La beauté tragique n'est pas non plus du côté du pessimisme, ce regard sombre et douloureux dans l'appréhension du réel, humeur mélancolique et tourmentée constatant comme l'optimisme l'existence d'un ordre dans la nature mais considérant que celui-là n'est définitivement pas le bon. Le réel est organisé mais ses conséquences sont nécessairement fâcheuses et catastrophiques pour l'homme. Le pessimisme est du côté du "végétal" ou du "végétatif" ; il souffre de ses dispositions initiales qui le poussent à l'action minimale, à l'introversion, à la transformation lente, laborieuse et souterraine. Le pessimiste s'octroye d'immenses plages de récupération, il déserte les activités corporelles toujours trop ambitieuses et dangereuses à ses yeux pour le sommeil et l'oubli réparateurs, pour le refuge et la consolation passive. Il a le territoire modeste et l'ambition minimale. Pas de conquête, il est épuisé à l'idée de transformer le monde d'ici-bas et peut rêver parfois tout haut, d'un autre monde, débarrassé des imperfections du premier. La beauté est donc ailleurs, dans la transcendance, en dieu et ses mirages, dans l'au-delà, dans l'espoir d'une vie meilleure, dans l'hallucination et le délire des arrières-mondes. Bref, pour le pessimiste, la beauté n'est pas de ce monde ou plutôt, elle n'est pas concrètement de ce monde. Pour peu qu'elle semble se glisser dans le réel, elle paraît déjà menacée et sa disparition programmée ajoute à sa mélancolie qui trouve ainsi une confirmation de son ancrage initial. Le pessimiste souffre de ses racines ténébreuses et telluriques. Il rêve de couper ses liens primitifs et organiques pour la contemplation des idées pures. Le végétal a la haine du corps et de ses pulsions. Il les convertit en fascination molle tournée vers les hauteurs, vers ce soleil, métaphore du Bien. Il s'accommode de toutes les superstitions et ne voit pas pourquoi agir puisque tout est déjà écrit et qu'en plus on ny peut rien ! La fausse mort et son paradis sont les figures enviables et protectrices chargées d'anéantir et de convertir les risques de l'existence en des certitudes figées. Le pessimiste est par conséquent la victime de son impuissance et de l'ordre dangereux qui règne dans le monde. Il est, comme tout végétal, soumis à toutes les prédations dans une triste et pathétique passivité.

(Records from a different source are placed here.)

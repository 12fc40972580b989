#[derive(Debug, PartialEq, Eq)]
/// Represents all errors that can occur while scanning text into tokens.
///
/// The scanner fails fast: the first offending piece of input stops the scan
/// and no partial token sequence is returned.
pub enum LexError {
    /// Found a character that is not part of the language.
    UnrecognizedCharacter {
        /// The character encountered.
        character: char,
        /// The source line where the error occurred.
        line:      usize,
        /// The column (1-based) where the character starts.
        column:    usize,
    },
    /// Found an alphabetic run that is neither a keyword nor a single
    /// uppercase letter.
    InvalidWord {
        /// The offending run of letters.
        lexeme: String,
        /// The source line where the error occurred.
        line:   usize,
        /// The column (1-based) where the run starts.
        column: usize,
    },
}

impl std::fmt::Display for LexError {
    fn fmt(&self, f: &mut std::fmt::Formatter<'_>) -> std::fmt::Result {
        match self {
            Self::UnrecognizedCharacter { character,
                                          line,
                                          column, } => {
                write!(f,
                       "Error on line {line}, column {column}: Unrecognized character '{character}'.")
            },

            Self::InvalidWord { lexeme, line, column } => {
                write!(f,
                       "Error on line {line}, column {column}: '{lexeme}' is not a keyword or a single-letter identifier.")
            },
        }
    }
}

impl std::error::Error for LexError {}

La beauté tragique elle, est minérale c'est-à-dire élémentaire. Le minéral est le niveau le plus simple et par conséquent celui qui, à l'image du rasoir d'Ockham, permet de rendre compte d'un nombre de choses bien supérieur. En réalité, il permet de se glisser dans le tout de la nature car tout ce qui est se constitue par assemblage (atome, molécule, cellule, organe, organisme...). Le minéral a ceci de particulier qu'il compose et le végétal et l'animal, ce qui ne fonctionne pas dans l'autre sens (l'animal et le végétal ne sont pas contenus dans l'atome). "Nous sommes des poussières d'étoiles" dirait l'excellent Hubert Revees, image stellaire pour décrire notre caractère atomique et notre filiation cosmique. Penser à partir du végétal ou de l'animal revient à opérer une sorte de forclusion, c'est-à-dire un refoulement massif des éléments initiaux qui ne peuvent être appréhendés sans hallucinations (tel Pascal découvrant magnifiquement le tragique dans la Disproportion de l'homme [Pensées] et le recouvrant presque aussitôt par son délire mystique du 23 novembre 1654 et sa conversion au christianisme). Penser à partir de l'homme, c'est déjà nier son caractère végétatif et avant Darwin, son caractère animal, mais cela revient surtout à réfléchir à partir d'un ordre déjà constitué, l'ordre humain ou divin et ses conventions, ses institutions et ses règles qui vérouillent l'accès au questionnement métaphysique et à la beauté radicale du tragique.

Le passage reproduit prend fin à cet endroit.